Write out, word for word, the first line of the data below and every line after it through the one containing "if let Some(dir)".
[[ Data records, beginning ]]
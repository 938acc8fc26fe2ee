//! Line mapper (C3): intersects a function's address ranges with its CU's
//! line program to produce the per-function evidence multiset.
//!
//! File-index resolution is delegated to gimli's own `LineRow::file` /
//! `FileEntry` accessors, which already normalize DWARF v4's 1-based vs
//! v5's 0-based file-index convention — see `DESIGN.md` Open Question (a).

use std::collections::BTreeMap;

use gimli::AttributeValue;

use crate::dwarf::{AddressRange, Dwarf, Unit};
use crate::error::OracleDwarfError;

/// Aggregated line information for a single function's address ranges.
#[derive(Debug, Clone, Default)]
pub struct LineSpan {
    pub dominant_file: Option<String>,
    pub dominant_file_ratio: f64,
    pub line_min: Option<u64>,
    pub line_max: Option<u64>,
    pub n_line_rows: u64,
    pub file_row_counts: BTreeMap<String, u64>,
    /// Per-(file, line) hit counts — the multiset of DWARF line evidence.
    pub line_rows: BTreeMap<(String, u64), u64>,
}

impl LineSpan {
    pub fn is_empty(&self) -> bool {
        self.n_line_rows == 0
    }
}

struct Row {
    path: String,
    line: u64,
}

fn resolve_path<'a>(
    dwarf: &Dwarf<'a>,
    unit: &Unit<'a>,
    header: &gimli::LineProgramHeader<crate::dwarf::Slice<'a>>,
    file: &gimli::FileEntry<crate::dwarf::Slice<'a>>,
    comp_dir: Option<&str>,
) -> Option<String> {
    let name = dwarf.attr_string(unit, file.path_name()).ok()?;
    let mut path = String::new();

    if file.directory_index() != 0 {
        if let Some(dir) = file.directory(header) {
            if let Ok(dir_str) = dwarf.attr_string(unit, dir) {
                path.push_str(&dir_str.to_string_lossy());
                path.push('/');
            }
        }
    }
    path.push_str(&name.to_string_lossy());

    if let Some(comp_dir) = comp_dir {
        if !path.starts_with('/') {
            return Some(format!("{comp_dir}/{path}"));
        }
    }
    Some(path)
}

fn in_ranges(address: u64, ranges: &[AddressRange]) -> bool {
    ranges.iter().any(|r| r.low <= address && address < r.high)
}

/// Given a function's address ranges and its parent CU, replays the line
/// program and intersects rows against the ranges to produce a [`LineSpan`].
pub fn compute_line_span<'a>(
    dwarf: &Dwarf<'a>,
    unit: &Unit<'a>,
    comp_dir: Option<&str>,
    ranges: &[AddressRange],
) -> Result<LineSpan, OracleDwarfError> {
    if ranges.is_empty() {
        return Ok(LineSpan::default());
    }

    let Some(program) = unit.line_program.clone() else {
        return Ok(LineSpan::default());
    };

    let mut matched: Vec<Row> = Vec::new();
    let mut rows = program.rows();
    while let Some((header, row)) = rows.next_row()? {
        if row.end_sequence() {
            continue;
        }
        if !in_ranges(row.address(), ranges) {
            continue;
        }
        let Some(file) = row.file(header) else {
            continue;
        };
        let Some(path) = resolve_path(dwarf, unit, header, &file, comp_dir) else {
            continue;
        };
        let line = match row.line() {
            Some(line) => line.get(),
            None => continue,
        };
        matched.push(Row { path, line });
    }

    if matched.is_empty() {
        return Ok(LineSpan::default());
    }

    let mut file_row_counts: BTreeMap<String, u64> = BTreeMap::new();
    let mut line_rows: BTreeMap<(String, u64), u64> = BTreeMap::new();
    for row in &matched {
        *file_row_counts.entry(row.path.clone()).or_insert(0) += 1;
        *line_rows.entry((row.path.clone(), row.line)).or_insert(0) += 1;
    }

    // Dominant file: highest row count, ties broken lexicographically.
    let dominant_file = file_row_counts
        .iter()
        .max_by(|a, b| a.1.cmp(b.1).then_with(|| b.0.cmp(a.0)))
        .map(|(path, _)| path.clone())
        .expect("file_row_counts is non-empty");
    let dominant_count = file_row_counts[&dominant_file];
    let total = matched.len() as u64;
    let ratio = (dominant_count as f64 / total as f64 * 10000.0).round() / 10000.0;

    let dominant_lines: Vec<u64> = matched
        .iter()
        .filter(|r| r.path == dominant_file)
        .map(|r| r.line)
        .collect();
    let line_min = dominant_lines.iter().min().copied();
    let line_max = dominant_lines.iter().max().copied();

    Ok(LineSpan {
        dominant_file: Some(dominant_file),
        dominant_file_ratio: ratio,
        line_min,
        line_max,
        n_line_rows: total,
        file_row_counts,
        line_rows,
    })
}

#[cfg(test)]
mod tests {
    use super::*;

    #[test]
    fn lexicographic_tie_break_is_deterministic() {
        let mut counts = BTreeMap::new();
        counts.insert("b.c".to_string(), 2u64);
        counts.insert("a.c".to_string(), 2u64);
        let dominant = counts
            .iter()
            .max_by(|a, b| a.1.cmp(b.1).then_with(|| b.0.cmp(a.0)))
            .map(|(path, _)| path.clone())
            .unwrap();
        assert_eq!(dominant, "a.c");
    }
}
[[ Data records, end ]]
Solution to this exercise:
repository 938acc8fc26fe2ee
//! Line mapper (C3): intersects a function's address ranges with its CU's
//! line program to produce the per-function evidence multiset.
//!
//! File-index resolution is delegated to gimli's own `LineRow::file` /
//! `FileEntry` accessors, which already normalize DWARF v4's 1-based vs
//! v5's 0-based file-index convention — see `DESIGN.md` Open Question (a).

use std::collections::BTreeMap;

use gimli::AttributeValue;

use crate::dwarf::{AddressRange, Dwarf, Unit};
use crate::error::OracleDwarfError;

/// Aggregated line information for a single function's address ranges.
#[derive(Debug, Clone, Default)]
pub struct LineSpan {
    pub dominant_file: Option<String>,
    pub dominant_file_ratio: f64,
    pub line_min: Option<u64>,
    pub line_max: Option<u64>,
    pub n_line_rows: u64,
    pub file_row_counts: BTreeMap<String, u64>,
    /// Per-(file, line) hit counts — the multiset of DWARF line evidence.
    pub line_rows: BTreeMap<(String, u64), u64>,
}

impl LineSpan {
    pub fn is_empty(&self) -> bool {
        self.n_line_rows == 0
    }
}

struct Row {
    path: String,
    line: u64,
}

fn resolve_path<'a>(
    dwarf: &Dwarf<'a>,
    unit: &Unit<'a>,
    header: &gimli::LineProgramHeader<crate::dwarf::Slice<'a>>,
    file: &gimli::FileEntry<crate::dwarf::Slice<'a>>,
    comp_dir: Option<&str>,
) -> Option<String> {
    let name = dwarf.attr_string(unit, file.path_name()).ok()?;
    let mut path = String::new();

    if file.directory_index() != 0 {
        if let Some(dir) = file.directory(header) {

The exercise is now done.